Items from a data source:
__________________________________________________

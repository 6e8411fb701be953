//! Command dispatcher: maps UI actions to handlers that talk to the server and
//! emit [`Effect`]s for the page layer.
use crate::api::StoreApi;
use crate::checkout::CustomerForm;
use crate::config::StorefrontConfig;
use crate::csrf::TokenSource;
use crate::effect::{CardFeedback, Control, Effect};
use crate::error::{StorefrontError, ValidationError};
use crate::notice::{Message, MessageKey, Toast};
use crate::selector::SelectorState;
use crate::transport::Transport;
use crate::variant::{OptionGroupKind, VariantId};
use std::cell::{Ref, RefCell};

#[derive(Debug, Clone, PartialEq, Eq)]
pub enum UiAction {
    /// Page load: fetch the count, optionally reopening the cart panel.
    HydrateCounter { reopen_cart_panel: bool },
    AddFromCard {
        variant: VariantId,
        product_name: String,
    },
    AddSelected,
    UpdateLine {
        variant: VariantId,
        quantity: i64,
        cart_panel_open: bool,
    },
    RemoveLine {
        variant: VariantId,
        cart_panel_open: bool,
    },
    ClearCart,
    SelectVariant(VariantId),
    SelectOption {
        kind: OptionGroupKind,
        index: usize,
    },
    SetQuantity(u32),
    PayOnDelivery,
    LoadSummary,
    SubmitOrder(CustomerForm),
}

/// Receives effects as soon as they are produced, so busy states show while
/// a request is still in flight.
pub trait EffectSink {
    fn apply(&self, effect: Effect);
}

impl EffectSink for RefCell<Vec<Effect>> {
    fn apply(&self, effect: Effect) {
        self.borrow_mut().push(effect);
    }
}

/// Text for the header counter; `None` means the badge is hidden.
#[must_use]
pub fn counter_label(count: u32) -> Option<String> {
    (count > 0).then(|| count.to_string())
}

pub struct Dispatcher<T, S> {
    api: StoreApi<T, S>,
    config: StorefrontConfig,
    selector: RefCell<SelectorState>,
}

impl<T, S> Dispatcher<T, S>
where
    T: Transport,
    S: TokenSource,
{
    pub const fn new(api: StoreApi<T, S>, config: StorefrontConfig, selector: SelectorState) -> Self {
        Self {
            api,
            config,
            selector: RefCell::new(selector),
        }
    }

    pub const fn api(&self) -> &StoreApi<T, S> {
        &self.api
    }

    pub const fn config(&self) -> &StorefrontConfig {
        &self.config
    }

    pub fn selector(&self) -> Ref<'_, SelectorState> {
        self.selector.borrow()
    }

    /// Run an action and collect its effects.
    pub async fn dispatch(&self, action: UiAction) -> Vec<Effect> {
        let sink = RefCell::new(Vec::new());
        self.dispatch_into(action, &sink).await;
        sink.into_inner()
    }

    /// Run an action, streaming effects into `sink`.
    pub async fn dispatch_into(&self, action: UiAction, sink: &dyn EffectSink) {
        match action {
            UiAction::HydrateCounter { reopen_cart_panel } => {
                self.hydrate_counter(reopen_cart_panel, sink).await;
            }
            UiAction::AddFromCard {
                variant,
                product_name,
            } => self.add_from_card(variant, &product_name, sink).await,
            UiAction::AddSelected => self.add_selected(sink).await,
            UiAction::UpdateLine {
                variant,
                quantity,
                cart_panel_open,
            } => {
                self.update_line(variant, quantity, cart_panel_open, sink)
                    .await;
            }
            UiAction::RemoveLine {
                variant,
                cart_panel_open,
            } => self.remove_line(variant, cart_panel_open, sink).await,
            UiAction::ClearCart => self.clear_cart(sink).await,
            UiAction::SelectVariant(id) => self.select_variant(id),
            UiAction::SelectOption { kind, index } => {
                self.selector.borrow_mut().select_option(kind, index);
            }
            UiAction::SetQuantity(quantity) => self.selector.borrow_mut().set_quantity(quantity),
            UiAction::PayOnDelivery => self.pay_on_delivery(sink).await,
            UiAction::LoadSummary => self.load_summary(sink).await,
            UiAction::SubmitOrder(form) => self.submit_order(&form, sink).await,
        }
    }

    fn success(&self, message: Message) -> Effect {
        Effect::Toast(Toast::success(message, &self.config.timing))
    }

    fn failure(&self, err: &StorefrontError, fallback: MessageKey) -> Effect {
        let message = match err {
            StorefrontError::MissingToken => Message::Key(MessageKey::SecurityError),
            StorefrontError::Transport(_) | StorefrontError::Decode(_) => Message::Key(fallback),
            StorefrontError::Rejected(text) if text.trim().is_empty() => Message::Key(fallback),
            StorefrontError::Rejected(text) => Message::Server(text.clone()),
            StorefrontError::Validation(ValidationError::QuantityBelowMinimum) => {
                Message::Key(MessageKey::QuantityMinimum)
            }
            StorefrontError::Validation(
                ValidationError::NoVariantSelected | ValidationError::UnknownVariant(_),
            ) => Message::Key(MessageKey::SelectVariant),
            StorefrontError::Validation(ValidationError::InvalidForm(_)) => {
                Message::Key(MessageKey::InvalidForm)
            }
        };
        Effect::Toast(Toast::error(message, &self.config.timing))
    }

    async fn hydrate_counter(&self, reopen_cart_panel: bool, sink: &dyn EffectSink) {
        match self.api.count().await {
            Ok(count) => sink.apply(Effect::SetCounter(count)),
            Err(err) => log::error!("could not load cart counter: {err}"),
        }
        if reopen_cart_panel {
            sink.apply(Effect::OpenCartPanel { delay_ms: 0 });
            sink.apply(Effect::StripPanelFlag);
        }
    }

    async fn add_from_card(&self, variant: VariantId, product_name: &str, sink: &dyn EffectSink) {
        let control = Control::CardAdd(variant);
        sink.apply(Effect::Busy(control));
        match self.api.add(variant, 1).await {
            Ok(receipt) => {
                sink.apply(Effect::SetCounter(receipt.cart_count));
                sink.apply(Effect::CardFeedback(variant, CardFeedback::Done));
                sink.apply(self.success(Message::KeyWith(
                    MessageKey::ProductAdded,
                    vec![("name", product_name.to_string())],
                )));
                sink.apply(Effect::OpenCartPanel {
                    delay_ms: self.config.timing.cart_panel_delay_ms,
                });
            }
            Err(err) => {
                sink.apply(Effect::CardFeedback(variant, CardFeedback::Failed));
                sink.apply(self.failure(&err, MessageKey::AddFailed));
            }
        }
        sink.apply(Effect::Idle(control));
    }

    async fn add_selected(&self, sink: &dyn EffectSink) {
        let selected = {
            let selector = self.selector.borrow();
            selector.selected_id().map(|id| (id, selector.quantity()))
        };
        let Some((variant, quantity)) = selected else {
            sink.apply(self.failure(
                &ValidationError::NoVariantSelected.into(),
                MessageKey::AddFailed,
            ));
            return;
        };

        sink.apply(Effect::Busy(Control::AddToCart));
        match self.api.add(variant, quantity).await {
            Ok(receipt) => {
                sink.apply(Effect::SetCounter(receipt.cart_count));
                let message = if receipt.message.is_empty() {
                    Message::Key(MessageKey::AddedToCart)
                } else {
                    Message::Server(receipt.message)
                };
                sink.apply(self.success(message));
                sink.apply(Effect::OpenCartPanel {
                    delay_ms: self.config.timing.cart_panel_delay_ms,
                });
            }
            Err(err) => sink.apply(self.failure(&err, MessageKey::AddFailed)),
        }
        sink.apply(Effect::Idle(Control::AddToCart));
    }

    async fn update_line(
        &self,
        variant: VariantId,
        quantity: i64,
        cart_panel_open: bool,
        sink: &dyn EffectSink,
    ) {
        if quantity < 1 {
            sink.apply(self.failure(
                &ValidationError::QuantityBelowMinimum.into(),
                MessageKey::UpdateFailed,
            ));
            return;
        }
        sink.apply(Effect::DimLine(variant));
        match self.api.update(variant, quantity).await {
            Ok(_) => {
                sink.apply(self.success(Message::Key(MessageKey::QuantityUpdated)));
                sink.apply(Effect::Reload {
                    delay_ms: self.config.timing.reload_delay_ms,
                    reopen_cart_panel: cart_panel_open,
                });
            }
            Err(err) => {
                sink.apply(self.failure(&err, MessageKey::UpdateFailed));
                sink.apply(Effect::RestoreLine(variant));
            }
        }
    }

    async fn remove_line(&self, variant: VariantId, cart_panel_open: bool, sink: &dyn EffectSink) {
        sink.apply(Effect::DimLine(variant));
        match self.api.remove(variant).await {
            Ok(_) => {
                sink.apply(self.success(Message::Key(MessageKey::ItemRemoved)));
                sink.apply(Effect::Reload {
                    delay_ms: self.config.timing.reload_delay_ms,
                    reopen_cart_panel: cart_panel_open,
                });
            }
            Err(err) => {
                sink.apply(self.failure(&err, MessageKey::RemoveFailed));
                sink.apply(Effect::RestoreLine(variant));
            }
        }
    }

    async fn clear_cart(&self, sink: &dyn EffectSink) {
        match self.api.clear().await {
            Ok(_) => {
                sink.apply(self.success(Message::Key(MessageKey::CartCleared)));
                sink.apply(Effect::Reload {
                    delay_ms: self.config.timing.reload_delay_ms,
                    reopen_cart_panel: false,
                });
            }
            Err(err) => sink.apply(self.failure(&err, MessageKey::ClearFailed)),
        }
    }

    fn select_variant(&self, id: VariantId) {
        if let Err(err) = self.selector.borrow_mut().select(id) {
            log::warn!("ignoring selection: {err}");
        }
    }

    async fn pay_on_delivery(&self, sink: &dyn EffectSink) {
        sink.apply(Effect::Busy(Control::PayOnDelivery));
        let count = self.api.count().await.unwrap_or_else(|err| {
            log::error!("could not check cart before checkout: {err}");
            0
        });

        let mut open_delay = 0;
        if count == 0 {
            let selected = self.selector.borrow().selected_id();
            let Some(variant) = selected else {
                sink.apply(self.failure(
                    &ValidationError::NoVariantSelected.into(),
                    MessageKey::AddFailed,
                ));
                sink.apply(Effect::Idle(Control::PayOnDelivery));
                return;
            };
            match self.api.add(variant, 1).await {
                Ok(receipt) => {
                    sink.apply(Effect::SetCounter(receipt.cart_count));
                    sink.apply(self.success(Message::Key(MessageKey::AddedToCart)));
                    open_delay = self.config.timing.checkout_open_delay_ms;
                }
                Err(err) => {
                    sink.apply(self.failure(&err, MessageKey::AddFailed));
                    sink.apply(Effect::Idle(Control::PayOnDelivery));
                    return;
                }
            }
        }

        sink.apply(Effect::OpenCheckout {
            delay_ms: open_delay,
        });
        sink.apply(Effect::Idle(Control::PayOnDelivery));
        self.load_summary(sink).await;
    }

    async fn load_summary(&self, sink: &dyn EffectSink) {
        sink.apply(Effect::SummaryLoading);
        match self.api.items().await {
            Ok(summary) => sink.apply(Effect::ShowSummary(summary)),
            Err(err) => {
                log::error!("could not load order summary: {err}");
                sink.apply(Effect::SummaryFailed);
            }
        }
    }

    async fn submit_order(&self, form: &CustomerForm, sink: &dyn EffectSink) {
        if let Err(err) = form.validate() {
            log::debug!("checkout form rejected locally: {err}");
            sink.apply(Effect::ReportFormValidity);
            sink.apply(self.failure(
                &StorefrontError::from(err),
                MessageKey::InvalidForm,
            ));
            return;
        }

        sink.apply(Effect::Busy(Control::SubmitOrder));
        match self.api.create_order(form).await {
            Ok(receipt) => {
                sink.apply(Effect::OpenExternal(
                    receipt.whatsapp_url(&self.config.whatsapp_base),
                ));
                sink.apply(Effect::CloseCheckout);
                sink.apply(self.success(Message::KeyWith(
                    MessageKey::OrderCreated,
                    vec![("order", receipt.order_id)],
                )));
                sink.apply(Effect::ResetCheckoutForm);
                sink.apply(Effect::SetCounter(0));
                sink.apply(Effect::ClearCartPanel);
            }
            Err(err @ StorefrontError::Rejected(_)) => {
                sink.apply(self.failure(&err, MessageKey::OrderFailed));
            }
            Err(err) => sink.apply(self.failure(&err, MessageKey::CheckoutFailed)),
        }
        sink.apply(Effect::Idle(Control::SubmitOrder));
    }
}

#[cfg(test)]
mod tests {
    use super::*;

    #[test]
    fn counter_hidden_iff_zero() {
        assert_eq!(counter_label(0), None);
        assert_eq!(counter_label(1), Some("1".to_string()));
        assert_eq!(counter_label(42), Some("42".to_string()));
    }
}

__________________________________________________

Action item —
Look over the entries above. Copy every line that contains the word "TokenSource".

Response for this exercise —
use crate::csrf::TokenSource;
    S: TokenSource,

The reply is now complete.